>>>

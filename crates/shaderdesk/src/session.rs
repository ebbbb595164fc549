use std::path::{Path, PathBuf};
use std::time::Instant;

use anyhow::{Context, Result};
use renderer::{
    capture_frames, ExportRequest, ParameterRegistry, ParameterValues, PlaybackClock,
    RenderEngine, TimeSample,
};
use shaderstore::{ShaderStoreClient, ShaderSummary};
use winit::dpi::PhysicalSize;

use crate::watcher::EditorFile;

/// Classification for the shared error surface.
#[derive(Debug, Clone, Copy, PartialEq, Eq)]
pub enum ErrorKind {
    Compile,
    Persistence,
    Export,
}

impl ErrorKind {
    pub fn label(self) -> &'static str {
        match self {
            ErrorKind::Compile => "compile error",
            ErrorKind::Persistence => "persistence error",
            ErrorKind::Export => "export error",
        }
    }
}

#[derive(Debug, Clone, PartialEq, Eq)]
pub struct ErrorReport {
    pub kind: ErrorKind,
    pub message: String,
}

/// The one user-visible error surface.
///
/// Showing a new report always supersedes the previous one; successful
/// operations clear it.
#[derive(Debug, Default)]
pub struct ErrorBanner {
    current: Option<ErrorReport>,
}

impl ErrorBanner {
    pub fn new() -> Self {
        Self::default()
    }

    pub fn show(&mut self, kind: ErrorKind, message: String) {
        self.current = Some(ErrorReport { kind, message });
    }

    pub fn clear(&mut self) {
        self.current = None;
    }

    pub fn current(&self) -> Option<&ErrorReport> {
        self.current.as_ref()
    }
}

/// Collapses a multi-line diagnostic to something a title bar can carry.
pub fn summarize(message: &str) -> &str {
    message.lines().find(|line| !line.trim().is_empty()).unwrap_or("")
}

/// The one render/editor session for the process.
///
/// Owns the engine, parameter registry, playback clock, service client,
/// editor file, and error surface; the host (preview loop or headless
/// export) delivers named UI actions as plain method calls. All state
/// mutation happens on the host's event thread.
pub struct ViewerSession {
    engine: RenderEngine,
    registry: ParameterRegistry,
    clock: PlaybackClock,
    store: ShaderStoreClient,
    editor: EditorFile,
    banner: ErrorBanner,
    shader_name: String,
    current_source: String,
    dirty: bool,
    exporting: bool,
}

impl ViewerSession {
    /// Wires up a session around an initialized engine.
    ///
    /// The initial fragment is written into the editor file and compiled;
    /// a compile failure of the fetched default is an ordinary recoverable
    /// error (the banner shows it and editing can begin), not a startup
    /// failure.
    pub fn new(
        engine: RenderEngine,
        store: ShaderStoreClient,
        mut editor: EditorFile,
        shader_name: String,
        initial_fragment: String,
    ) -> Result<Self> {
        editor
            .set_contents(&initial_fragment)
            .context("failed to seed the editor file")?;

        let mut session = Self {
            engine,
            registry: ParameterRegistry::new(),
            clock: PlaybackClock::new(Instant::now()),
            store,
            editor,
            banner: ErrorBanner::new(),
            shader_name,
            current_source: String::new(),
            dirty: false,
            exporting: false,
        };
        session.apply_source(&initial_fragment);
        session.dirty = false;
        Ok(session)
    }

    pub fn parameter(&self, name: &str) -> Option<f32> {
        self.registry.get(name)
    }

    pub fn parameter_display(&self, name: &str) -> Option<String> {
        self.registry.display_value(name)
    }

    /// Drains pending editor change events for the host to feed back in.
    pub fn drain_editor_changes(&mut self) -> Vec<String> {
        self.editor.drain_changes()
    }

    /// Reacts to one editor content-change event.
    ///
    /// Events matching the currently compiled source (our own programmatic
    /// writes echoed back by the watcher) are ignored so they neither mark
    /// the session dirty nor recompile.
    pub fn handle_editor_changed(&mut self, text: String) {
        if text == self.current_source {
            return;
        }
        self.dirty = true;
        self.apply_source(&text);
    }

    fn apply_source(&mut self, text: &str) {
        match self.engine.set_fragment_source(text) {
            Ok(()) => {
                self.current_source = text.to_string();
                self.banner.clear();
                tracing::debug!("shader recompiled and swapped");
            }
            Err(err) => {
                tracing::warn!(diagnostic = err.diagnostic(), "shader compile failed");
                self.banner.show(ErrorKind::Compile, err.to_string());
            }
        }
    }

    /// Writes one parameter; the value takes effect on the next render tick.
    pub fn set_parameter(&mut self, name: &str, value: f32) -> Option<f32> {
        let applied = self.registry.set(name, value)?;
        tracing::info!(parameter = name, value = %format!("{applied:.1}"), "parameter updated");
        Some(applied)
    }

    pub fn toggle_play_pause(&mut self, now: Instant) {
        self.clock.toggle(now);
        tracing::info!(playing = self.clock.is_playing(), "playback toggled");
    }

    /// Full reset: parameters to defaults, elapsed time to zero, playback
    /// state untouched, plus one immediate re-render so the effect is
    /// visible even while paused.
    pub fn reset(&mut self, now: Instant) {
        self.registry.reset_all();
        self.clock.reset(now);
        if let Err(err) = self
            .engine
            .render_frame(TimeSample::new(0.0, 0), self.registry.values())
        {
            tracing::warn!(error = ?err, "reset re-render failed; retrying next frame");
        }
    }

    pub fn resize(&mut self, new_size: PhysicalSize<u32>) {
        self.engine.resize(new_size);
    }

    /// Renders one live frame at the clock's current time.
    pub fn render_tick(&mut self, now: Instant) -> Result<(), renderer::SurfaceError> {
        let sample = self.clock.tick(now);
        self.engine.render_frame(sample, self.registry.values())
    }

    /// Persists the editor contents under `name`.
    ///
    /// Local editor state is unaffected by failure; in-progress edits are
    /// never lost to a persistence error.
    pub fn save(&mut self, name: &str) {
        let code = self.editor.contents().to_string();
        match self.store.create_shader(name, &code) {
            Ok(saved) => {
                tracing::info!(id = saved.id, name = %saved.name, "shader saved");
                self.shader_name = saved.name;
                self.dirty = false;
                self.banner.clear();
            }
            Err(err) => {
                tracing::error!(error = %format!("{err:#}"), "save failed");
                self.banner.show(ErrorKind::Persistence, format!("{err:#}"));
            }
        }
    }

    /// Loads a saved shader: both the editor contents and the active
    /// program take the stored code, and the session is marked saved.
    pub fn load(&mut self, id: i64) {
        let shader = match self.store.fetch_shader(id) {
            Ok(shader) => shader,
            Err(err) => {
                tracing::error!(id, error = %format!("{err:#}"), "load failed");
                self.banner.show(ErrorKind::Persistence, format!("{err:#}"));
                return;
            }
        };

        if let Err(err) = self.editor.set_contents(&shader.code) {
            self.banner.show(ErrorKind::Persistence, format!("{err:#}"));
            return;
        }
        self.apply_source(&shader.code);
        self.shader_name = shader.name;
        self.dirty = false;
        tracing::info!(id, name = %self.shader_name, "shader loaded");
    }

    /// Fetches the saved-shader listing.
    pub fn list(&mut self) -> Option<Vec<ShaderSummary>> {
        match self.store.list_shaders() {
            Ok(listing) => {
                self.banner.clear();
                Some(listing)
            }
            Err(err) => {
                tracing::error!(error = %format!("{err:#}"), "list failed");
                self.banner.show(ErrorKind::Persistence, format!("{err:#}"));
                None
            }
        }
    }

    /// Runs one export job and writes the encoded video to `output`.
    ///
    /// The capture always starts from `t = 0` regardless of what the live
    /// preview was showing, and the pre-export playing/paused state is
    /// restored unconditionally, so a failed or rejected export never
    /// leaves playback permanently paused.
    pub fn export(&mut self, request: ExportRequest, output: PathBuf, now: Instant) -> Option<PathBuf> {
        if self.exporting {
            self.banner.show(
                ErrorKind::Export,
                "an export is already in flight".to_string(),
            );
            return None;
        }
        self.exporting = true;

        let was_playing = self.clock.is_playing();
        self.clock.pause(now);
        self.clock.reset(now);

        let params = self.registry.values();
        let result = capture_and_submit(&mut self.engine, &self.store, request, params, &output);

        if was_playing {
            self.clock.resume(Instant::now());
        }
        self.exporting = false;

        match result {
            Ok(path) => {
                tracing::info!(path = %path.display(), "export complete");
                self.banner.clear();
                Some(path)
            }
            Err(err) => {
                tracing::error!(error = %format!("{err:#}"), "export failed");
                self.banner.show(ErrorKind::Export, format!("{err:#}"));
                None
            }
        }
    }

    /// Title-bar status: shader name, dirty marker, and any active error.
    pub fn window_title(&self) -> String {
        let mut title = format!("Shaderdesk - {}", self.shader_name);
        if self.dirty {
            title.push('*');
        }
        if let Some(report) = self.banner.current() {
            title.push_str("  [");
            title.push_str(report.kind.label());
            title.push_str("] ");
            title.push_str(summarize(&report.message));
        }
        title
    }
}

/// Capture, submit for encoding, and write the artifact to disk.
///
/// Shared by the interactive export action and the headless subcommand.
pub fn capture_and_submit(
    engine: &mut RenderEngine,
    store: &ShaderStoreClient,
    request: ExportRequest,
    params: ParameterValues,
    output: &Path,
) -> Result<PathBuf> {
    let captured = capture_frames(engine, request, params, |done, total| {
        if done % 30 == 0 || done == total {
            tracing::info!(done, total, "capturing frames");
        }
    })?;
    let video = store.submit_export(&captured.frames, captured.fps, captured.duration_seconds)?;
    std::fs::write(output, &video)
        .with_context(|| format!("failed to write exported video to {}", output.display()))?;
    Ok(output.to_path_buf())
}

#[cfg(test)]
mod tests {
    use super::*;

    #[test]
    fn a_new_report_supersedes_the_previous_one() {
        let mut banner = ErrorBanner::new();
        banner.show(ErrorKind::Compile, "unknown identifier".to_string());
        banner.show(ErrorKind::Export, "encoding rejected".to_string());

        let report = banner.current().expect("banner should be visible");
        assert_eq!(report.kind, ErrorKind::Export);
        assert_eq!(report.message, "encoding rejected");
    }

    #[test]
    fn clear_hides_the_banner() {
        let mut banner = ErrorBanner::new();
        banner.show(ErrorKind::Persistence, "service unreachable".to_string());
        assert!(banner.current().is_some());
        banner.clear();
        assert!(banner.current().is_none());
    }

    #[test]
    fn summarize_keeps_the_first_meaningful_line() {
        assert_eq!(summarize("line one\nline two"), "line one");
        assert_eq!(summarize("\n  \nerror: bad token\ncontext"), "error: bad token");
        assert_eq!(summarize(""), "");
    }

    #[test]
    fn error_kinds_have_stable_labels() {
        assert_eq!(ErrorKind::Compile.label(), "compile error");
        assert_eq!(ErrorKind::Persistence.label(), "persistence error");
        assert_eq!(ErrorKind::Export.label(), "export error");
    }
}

<<<

#### REQUIRED WORK
Would you return all lines from the preceding listing that contain the word "format"?

#### SOLUTION BELOW
        tracing::info!(parameter = name, value = %format!("{applied:.1}"), "parameter updated");
                tracing::error!(error = %format!("{err:#}"), "save failed");
                self.banner.show(ErrorKind::Persistence, format!("{err:#}"));
                tracing::error!(id, error = %format!("{err:#}"), "load failed");
                self.banner.show(ErrorKind::Persistence, format!("{err:#}"));
            self.banner.show(ErrorKind::Persistence, format!("{err:#}"));
                tracing::error!(error = %format!("{err:#}"), "list failed");
                self.banner.show(ErrorKind::Persistence, format!("{err:#}"));
                tracing::error!(error = %format!("{err:#}"), "export failed");
                self.banner.show(ErrorKind::Export, format!("{err:#}"));
        let mut title = format!("Shaderdesk - {}", self.shader_name);
        .with_context(|| format!("failed to write exported video to {}", output.display()))?;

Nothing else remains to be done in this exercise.